Puck/Robbie turned out to be my favourite character. However, Meghan’s adventures never really kept me interested, especially when she was separated from Robbie. Her choice of putting her own and her family’s well-being in the hands of someone she hardly knew and who openly proclaimed that his intentions might be detrimental to her own goals baffled me. As a heroine, she wasn’t as self-reliant as I would have liked.
I guess that I should have found satisfaction in the character development, but I didn’t. The changeling brother and the quest to free the real little brother from fairy captivity, while being an overused topic, had potential.
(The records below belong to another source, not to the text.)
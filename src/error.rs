use thiserror::Error;

pub type EngineResult<T> = Result<T, EngineError>;

/// Errors surfaced by table, index, selection, join and aggregation operations.
///
/// Every error is reported synchronously to the caller of the operation that
/// detected it; nothing is retried internally.
#[derive(Error, Debug)]
pub enum EngineError {
    /// Column/type mismatch at construction, insert or cast time.
    #[error("schema error: {0}")]
    Schema(String),
    /// Malformed or unresolvable condition string.
    #[error("condition error: {0}")]
    Condition(String),
    /// Duplicate value in a primary key or UNIQUE column.
    #[error("value {value} already exists in unique column \"{column}\"")]
    Uniqueness { column: String, value: String },
    /// Join predicate names a column the table does not have.
    #[error("column \"{column}\" does not exist in table \"{table}\"; valid columns: {valid:?}")]
    JoinColumn {
        table: String,
        column: String,
        valid: Vec<String>,
    },
    /// Projection incompatible with the requested grouping.
    #[error("group by error: {0}")]
    GroupBySchema(String),
    /// Hash index could not accept an entry, or index and scan disagree.
    #[error("index error: {0}")]
    Index(String),
    #[error(transparent)]
    Io(#[from] std::io::Error),
}

impl EngineError {
    pub(crate) fn schema(message: impl Into<String>) -> Self {
        EngineError::Schema(message.into())
    }

    pub(crate) fn condition(message: impl Into<String>) -> Self {
        EngineError::Condition(message.into())
    }

    pub(crate) fn group_by(message: impl Into<String>) -> Self {
        EngineError::GroupBySchema(message.into())
    }

    pub(crate) fn index(message: impl Into<String>) -> Self {
        EngineError::Index(message.into())
    }
}
impl fmt::Display for Value {
    fn fmt(&self, f: &mut fmt::Formatter<'_>) -> fmt::Result {
        match self {
            Value::Null => f.write_str("NULL"),
            Value::Integer(v) => write!(f, "{}", v),
            Value::Float(v) => write!(f, "{}", v),
            Value::Text(s) => f.write_str(s),
        }
    }
}

impl From<i64> for Value {
    fn from(v: i64) -> Self {
        Value::Integer(v)
    }
}

impl From<i32> for Value {
    fn from(v: i32) -> Self {
        Value::Integer(v as i64)
    }
}

impl From<f64> for Value {
    fn from(v: f64) -> Self {
        Value::Float(v)
    }
}

impl From<&str> for Value {
    fn from(v: &str) -> Self {
        Value::Text(v.to_string())
    }
}

impl From<String> for Value {
    fn from(v: String) -> Self {
        Value::Text(v)
    }
}

impl<T: Into<Value>> From<Option<T>> for Value {
    fn from(v: Option<T>) -> Self {
        v.map(Into::into).unwrap_or(Value::Null)
    }
}

#[derive(Debug, Clone, Copy, PartialEq, Eq, Hash, Serialize, Deserialize)]
pub enum DataType {
    Integer,
    Float,
    Text,
}

impl DataType {
    pub fn is_numeric(self) -> bool {
        matches!(self, DataType::Integer | DataType::Float)
    }

    /// Converts `value` to this type. Null stays null; `None` means the value
    /// cannot be represented.
    pub fn cast(self, value: &Value) -> Option<Value> {
        match (self, value) {
            (_, Value::Null) => Some(Value::Null),
            (DataType::Integer, Value::Integer(v)) => Some(Value::Integer(*v)),
            (DataType::Integer, Value::Float(v)) => {
                if v.is_finite() && v.abs() < i64::MAX as f64 {
                    Some(Value::Integer(v.trunc() as i64))
                } else {
                    None
                }
            }
            (DataType::Integer, Value::Text(s)) => s.trim().parse::<i64>().ok().map(Value::Integer),
            (DataType::Float, Value::Integer(v)) => Some(Value::Float(*v as f64)),
            (DataType::Float, Value::Float(v)) => Some(Value::Float(*v)),
            (DataType::Float, Value::Text(s)) => s
                .trim()
                .parse::<f64>()
                .ok()
                .filter(|v| v.is_finite())
                .map(Value::Float),
            (DataType::Text, Value::Text(s)) => Some(Value::Text(s.clone())),
            (DataType::Text, other) => Some(Value::Text(other.to_string())),
        }
    }

    /// Whether `value` is already stored in this type's representation.
    pub fn conforms(self, value: &Value) -> bool {
        matches!(
            (self, value),
            (_, Value::Null)
                | (DataType::Integer, Value::Integer(_))
                | (DataType::Float, Value::Float(_))
                | (DataType::Text, Value::Text(_))
        )
    }
}

impl fmt::Display for DataType {
    fn fmt(&self, f: &mut fmt::Formatter<'_>) -> fmt::Result {
        let name = match self {
            DataType::Integer => "int",
            DataType::Float => "float",
            DataType::Text => "str",
        };
        f.write_str(name)
    }
}

#[derive(Debug, Clone, PartialEq, Serialize, Deserialize)]
pub struct Column {
    pub name: String,
    pub data_type: DataType,
    pub not_null: bool,
    pub unique: bool,
}

impl Column {
    pub fn new(name: impl Into<String>, data_type: DataType) -> Self {
        Self {
            name: name.into(),
            data_type,
            not_null: false,
            unique: false,
        }
    }

    pub fn not_null(mut self) -> Self {
        self.not_null = true;
        self
    }

    pub fn unique(mut self) -> Self {
        self.unique = true;
        self
    }
}

/// Opaque, serialisable image of a table for the persistence layer.
#[derive(Debug, Clone, PartialEq, Serialize, Deserialize)]
pub struct TableSnapshot {
    pub name: String,
    pub columns: Vec<Column>,
    pub rows: Vec<Vec<Value>>,
    pub primary_key: Option<usize>,
    pub insert_stack: Vec<usize>,
}

/// Ordered, schema-typed row store.
///
/// Row ids are slot positions in `rows`. Deleting from an ordinary table
/// overwrites the slot with an all-null tombstone and remembers it on the
/// insert stack so a later insert can reuse it.
#[derive(Debug, Clone, PartialEq)]
pub struct Table {
    name: String,
    columns: Vec<Column>,
    rows: Vec<Vec<Value>>,
    primary_key: Option<usize>,
    insert_stack: Vec<usize>,
    /// Query output: every stored row is live, including all-null ones.
    result: bool,
}

pub(crate) fn is_tombstone(row: &[Value]) -> bool {
    row.iter().all(Value::is_null)
}
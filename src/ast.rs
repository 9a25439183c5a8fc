//! Syntax tree for condition strings and projection lists.
//!
//! These types are data-only: names are still unresolved text. They are
//! produced by `parser::parse_condition` / `parser::parse_projection` and
//! bound against a schema by `predicate::Predicate::bind`.
//!
//! # Examples
//! ```
//! use minirel::ast::{ComparisonOp, Condition, Term};
//! use minirel::parser::parse_condition;
//!
//! let condition = parse_condition("age >= 30").unwrap();
//! assert_eq!(
//!     condition,
//!     Condition::Compare {
//!         left: Term::Word("age".into()),
//!         op: ComparisonOp::GtEq,
//!         right: Term::Word("30".into()),
//!     }
//! );
//! ```

use serde::{Deserialize, Serialize};
use std::fmt;

#[derive(Debug, Clone, Copy, PartialEq, Eq, Hash, Serialize, Deserialize)]
/// Binary comparison operators accepted in conditions.
pub enum ComparisonOp {
    /// `<`
    Lt,
    /// `<=`
    LtEq,
    /// `=` (also spelled `==`)
    Eq,
    /// `>=`
    GtEq,
    /// `>`
    Gt,
}

impl ComparisonOp {
    pub fn from_symbol(symbol: &str) -> Option<Self> {
        match symbol {
            "<" => Some(ComparisonOp::Lt),
            "<=" => Some(ComparisonOp::LtEq),
            "=" | "==" => Some(ComparisonOp::Eq),
            ">=" => Some(ComparisonOp::GtEq),
            ">" => Some(ComparisonOp::Gt),
            _ => None,
        }
    }

    pub fn symbol(self) -> &'static str {
        match self {
            ComparisonOp::Lt => "<",
            ComparisonOp::LtEq => "<=",
            ComparisonOp::Eq => "=",
            ComparisonOp::GtEq => ">=",
            ComparisonOp::Gt => ">",
        }
    }

    /// The operator that keeps the comparison true when its operands swap sides.
    pub fn mirrored(self) -> Self {
        match self {
            ComparisonOp::Lt => ComparisonOp::Gt,
            ComparisonOp::LtEq => ComparisonOp::GtEq,
            ComparisonOp::Eq => ComparisonOp::Eq,
            ComparisonOp::GtEq => ComparisonOp::LtEq,
            ComparisonOp::Gt => ComparisonOp::Lt,
        }
    }

    pub fn matches(self, ordering: std::cmp::Ordering) -> bool {
        use std::cmp::Ordering;
        match self {
            ComparisonOp::Lt => ordering == Ordering::Less,
            ComparisonOp::LtEq => ordering != Ordering::Greater,
            ComparisonOp::Eq => ordering == Ordering::Equal,
            ComparisonOp::GtEq => ordering != Ordering::Less,
            ComparisonOp::Gt => ordering == Ordering::Greater,
        }
    }
}

impl fmt::Display for ComparisonOp {
    fn fmt(&self, f: &mut fmt::Formatter<'_>) -> fmt::Result {
        f.write_str(self.symbol())
    }
}

#[derive(Debug, Clone, PartialEq, Eq)]
/// One side of a comparison before it is resolved against a schema.
pub enum Term {
    /// Bare word: a column name, an aggregate expression such as `sum(x)`, or
    /// an unquoted literal.
    Word(String),
    /// Quoted string literal; never resolved as a column.
    Quoted(String),
}

impl Term {
    pub fn text(&self) -> &str {
        match self {
            Term::Word(text) | Term::Quoted(text) => text,
        }
    }
}

#[derive(Debug, Clone, PartialEq, Eq)]
/// Parsed condition string.
pub enum Condition {
    /// `left op right`; either side may be the column.
    Compare {
        /// Left operand.
        left: Term,
        /// Comparison operator.
        op: ComparisonOp,
        /// Right operand.
        right: Term,
    },
    /// `column IN (v1, v2, ...)`.
    In {
        /// Tested column.
        column: String,
        /// Raw member literals.
        values: Vec<Term>,
    },
    /// `column BETWEEN low AND high`, inclusive.
    Between {
        /// Tested column.
        column: String,
        /// Lower bound literal.
        low: Term,
        /// Upper bound literal.
        high: Term,
    },
    /// `column LIKE pattern` with `%` and `_` wildcards.
    Like {
        /// Tested column.
        column: String,
        /// Raw pattern text.
        pattern: String,
    },
}

#[derive(Debug, Clone, Copy, PartialEq, Eq, Hash, Serialize, Deserialize)]
/// Aggregate functions usable with a group-by.
pub enum AggregateFunc {
    Sum,
    Avg,
    Min,
    Max,
    Count,
}

impl AggregateFunc {
    pub fn from_name(name: &str) -> Option<Self> {
        match name.to_ascii_lowercase().as_str() {
            "sum" => Some(AggregateFunc::Sum),
            "avg" => Some(AggregateFunc::Avg),
            "min" => Some(AggregateFunc::Min),
            "max" => Some(AggregateFunc::Max),
            "count" => Some(AggregateFunc::Count),
            _ => None,
        }
    }

    pub fn name(self) -> &'static str {
        match self {
            AggregateFunc::Sum => "sum",
            AggregateFunc::Avg => "avg",
            AggregateFunc::Min => "min",
            AggregateFunc::Max => "max",
            AggregateFunc::Count => "count",
        }
    }
}

#[derive(Debug, Clone, PartialEq, Eq)]
/// Argument of an aggregate call.
pub enum AggregateArg {
    /// `*`, only meaningful for `count`.
    Star,
    /// Named column.
    Column(String),
}

#[derive(Debug, Clone, PartialEq, Eq)]
/// One entry of a projection list.
pub enum SelectItem {
    /// `*`
    Wildcard,
    /// Plain column reference.
    Column(String),
    /// `func(arg)`
    Aggregate {
        /// Aggregate function.
        func: AggregateFunc,
        /// Function argument.
        arg: AggregateArg,
    },
}

impl SelectItem {
    /// Column heading this item produces in a result table.
    pub fn output_name(&self) -> String {
        match self {
            SelectItem::Wildcard => "*".to_string(),
            SelectItem::Column(name) => name.clone(),
            SelectItem::Aggregate { func, arg } => aggregate_name(*func, arg),
        }
    }
}

pub(crate) fn aggregate_name(func: AggregateFunc, arg: &AggregateArg) -> String {
    match arg {
        AggregateArg::Star => format!("{}(*)", func.name()),
        AggregateArg::Column(column) => format!("{}({})", func.name(), column),
    }
}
But Meghan’s mantra-like repetition that she had to go on to save Ethan (who really was quite cute to make the reader care about his fate) smacked of pretext and I couldn’t shake the feeling that, after a while, she did this more for herself, to find out more about her roots and the possible implications for her future, than for any real concern for her brother’s well-being. After all, her “real” life’s circumstances aren’t that great and the desire to find a way, any way, to change them is quite understandable.
There isn’t much I can directly criticise. It’s not a bad book, but on turning the final page I KNEW that I wouldn’t pick up the next novel in the series. Frankly, I was bored for most of the time and it was really tough going. The prose and story telling were just not my cup of tea, I guess. Also, a somehow bland rehash of fairy lore. Everything I need to know about fairies I learned from Terry Pratchett already. There!